**WHAT TO DO**
Scan each line of the records for the word "super" and extract the ones that have it.

**SUPPLIED MATERIAL**
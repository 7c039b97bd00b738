use serde::{Deserialize, Serialize};
use utoipa::{IntoParams, ToSchema};
use uuid::Uuid;
use validator::Validate;

use super::ticket::{Ticket, TicketCategory, TicketPriority, TicketStatus};

/// Request body for ticket creation. Field validation (required fields,
/// email format) happens here; everything else is immutable intake data.
#[derive(Debug, Clone, Deserialize, Validate, ToSchema)]
pub struct CreateTicketRequest {
    #[validate(length(min = 1, message = "subject must not be empty"))]
    pub subject: String,
    #[validate(length(min = 1, message = "body must not be empty"))]
    pub body: String,
    #[validate(email(message = "customer_email must be a valid email address"))]
    pub customer_email: String,
}

#[derive(Debug, Serialize, ToSchema)]
pub struct TicketCreated {
    pub ticket_id: Uuid,
    pub status: TicketStatus,
    pub message: String,
}

/// Query parameters for `GET /v1/tickets`.
#[derive(Debug, Clone, Default, Deserialize, IntoParams)]
pub struct ListTicketsQuery {
    pub status: Option<TicketStatus>,
    pub category: Option<TicketCategory>,
    pub priority: Option<TicketPriority>,
    pub page: Option<u32>,
    pub per_page: Option<u32>,
}

#[derive(Debug, Serialize, ToSchema)]
pub struct PaginatedTickets {
    pub tickets: Vec<Ticket>,
    pub total: usize,
    pub page: u32,
    pub per_page: u32,
}

/// Response for the bulk processing trigger.
#[derive(Debug, Serialize, ToSchema)]
pub struct ProcessAccepted {
    pub message: String,
    pub job_id: Uuid,
}

#[derive(Debug, Serialize, ToSchema)]
pub struct PingResponse {
    pub status: &'static str,
    pub message: &'static str,
}

/// Classification result produced by the LLM: category and priority drawn
/// from the fixed vocabularies, each with a confidence in [0.0, 1.0].
#[derive(Debug, Clone, PartialEq, Serialize, Deserialize, ToSchema)]
pub struct Classification {
    pub category: TicketCategory,
    pub priority: TicketPriority,
    pub category_confidence: f64,
    pub priority_confidence: f64,
}

impl Classification {
    /// Both confidence scores must land in [0.0, 1.0]; anything else means
    /// the model ignored the prompt contract.
    pub fn confidences_in_range(&self) -> bool {
        (0.0..=1.0).contains(&self.category_confidence)
            && (0.0..=1.0).contains(&self.priority_confidence)
    }
}

#[cfg(test)]
mod tests {
    use super::*;

    #[test]
    fn create_request_rejects_bad_email() {
        let req = CreateTicketRequest {
            subject: "Login issue".into(),
            body: "Cannot log in".into(),
            customer_email: "not-an-email".into(),
        };
        assert!(req.validate().is_err());
    }

    #[test]
    fn create_request_rejects_empty_subject() {
        let req = CreateTicketRequest {
            subject: "".into(),
            body: "Cannot log in".into(),
            customer_email: "a@b.com".into(),
        };
        assert!(req.validate().is_err());
    }

    #[test]
    fn create_request_accepts_valid_input() {
        let req = CreateTicketRequest {
            subject: "Login issue".into(),
            body: "Cannot log in".into(),
            customer_email: "a@b.com".into(),
        };
        assert!(req.validate().is_ok());
    }

    #[test]
    fn classification_confidence_bounds() {
        let mut classification = Classification {
            category: TicketCategory::AccountAccess,
            priority: TicketPriority::High,
            category_confidence: 0.9,
            priority_confidence: 0.7,
        };
        assert!(classification.confidences_in_range());

        classification.priority_confidence = 1.2;
        assert!(!classification.confidences_in_range());
    }

    #[test]
    fn classification_parses_model_output() {
        let raw = r#"{
            "category": "Account Access",
            "category_confidence": 0.92,
            "priority": "High",
            "priority_confidence": 0.85
        }"#;
        let parsed: Classification = serde_json::from_str(raw).unwrap();
        assert_eq!(parsed.category, TicketCategory::AccountAccess);
        assert_eq!(parsed.priority, TicketPriority::High);
    }
}
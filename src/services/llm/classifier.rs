use async_trait::async_trait;
use reqwest::Client;
use serde_json::Value;
use std::time::Duration;

use super::TicketClassifier;
use crate::config::AnthropicConfig;
use crate::models::{vocabulary_csv, Classification, TicketCategory, TicketPriority};
use crate::utils::{ApiError, ApiResult};

const PROMPT: &str = include_str!("classify_prompt.md");
const ANTHROPIC_VERSION: &str = "2023-06-01";
const MAX_TOKENS: u32 = 1024;

/// Classification client backed by the Anthropic Messages API.
pub struct AnthropicClassifier {
    client: Client,
    api_key: String,
    base_url: String,
    model: String,
}

impl AnthropicClassifier {
    pub fn new(config: &AnthropicConfig) -> Self {
        // A hanging upstream call would otherwise block the job forever.
        let client = Client::builder()
            .timeout(Duration::from_secs(config.timeout_seconds))
            .build()
            .unwrap_or_default();

        Self {
            client,
            api_key: config.api_key.clone(),
            base_url: config.base_url.trim_end_matches('/').to_string(),
            model: config.model.clone(),
        }
    }

    fn build_prompt(subject: &str, body: &str) -> String {
        let categories: Vec<&str> = TicketCategory::ALL.iter().map(|c| c.as_str()).collect();
        let priorities: Vec<&str> = TicketPriority::ALL.iter().map(|p| p.as_str()).collect();

        PROMPT
            .replace("{categories}", &vocabulary_csv(&categories, ", "))
            .replace("{priorities}", &vocabulary_csv(&priorities, ", "))
            .replace("{ticket_subject}", subject)
            .replace("{ticket_body}", body)
    }

    /// Parse the model reply into a [`Classification`].
    ///
    /// The prompt demands bare JSON, but models like to wrap it in code
    /// fences or prose, so parse the outermost braced region.
    fn parse_reply(text: &str) -> ApiResult<Classification> {
        let start = text.find('{');
        let end = text.rfind('}');
        let json = match (start, end) {
            (Some(start), Some(end)) if start < end => &text[start..=end],
            _ => {
                return Err(ApiError::classification(format!(
                    "no JSON object in model reply: {}",
                    text
                )))
            },
        };

        let classification: Classification = serde_json::from_str(json).map_err(|e| {
            ApiError::classification(format!("malformed classification JSON: {}", e))
        })?;

        if !classification.confidences_in_range() {
            return Err(ApiError::classification(format!(
                "confidence out of range: category={}, priority={}",
                classification.category_confidence, classification.priority_confidence
            )));
        }

        Ok(classification)
    }
}

#[async_trait]
impl TicketClassifier for AnthropicClassifier {
    async fn classify(&self, subject: &str, body: &str) -> ApiResult<Classification> {
        let prompt = Self::build_prompt(subject, body);

        let response = self
            .client
            .post(format!("{}/v1/messages", self.base_url))
            .header("x-api-key", &self.api_key)
            .header("anthropic-version", ANTHROPIC_VERSION)
            .json(&serde_json::json!({
                "model": self.model,
                "max_tokens": MAX_TOKENS,
                "messages": [{"role": "user", "content": prompt}]
            }))
            .send()
            .await
            .map_err(|e| ApiError::classification(format!("transport failure: {}", e)))?;

        let status = response.status();
        if !status.is_success() {
            let detail = response.text().await.unwrap_or_default();
            return Err(ApiError::classification(format!(
                "provider returned {}: {}",
                status, detail
            )));
        }

        let payload: Value = response
            .json()
            .await
            .map_err(|e| ApiError::classification(format!("invalid provider payload: {}", e)))?;

        let text = payload["content"][0]["text"].as_str().ok_or_else(|| {
            ApiError::classification("provider payload missing content text".to_string())
        })?;

        Self::parse_reply(text)
    }
}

**FINISHED TASK**
use super::ticket::{Ticket, TicketCategory, TicketPriority, TicketStatus};
    use super::*;
use super::TicketClassifier;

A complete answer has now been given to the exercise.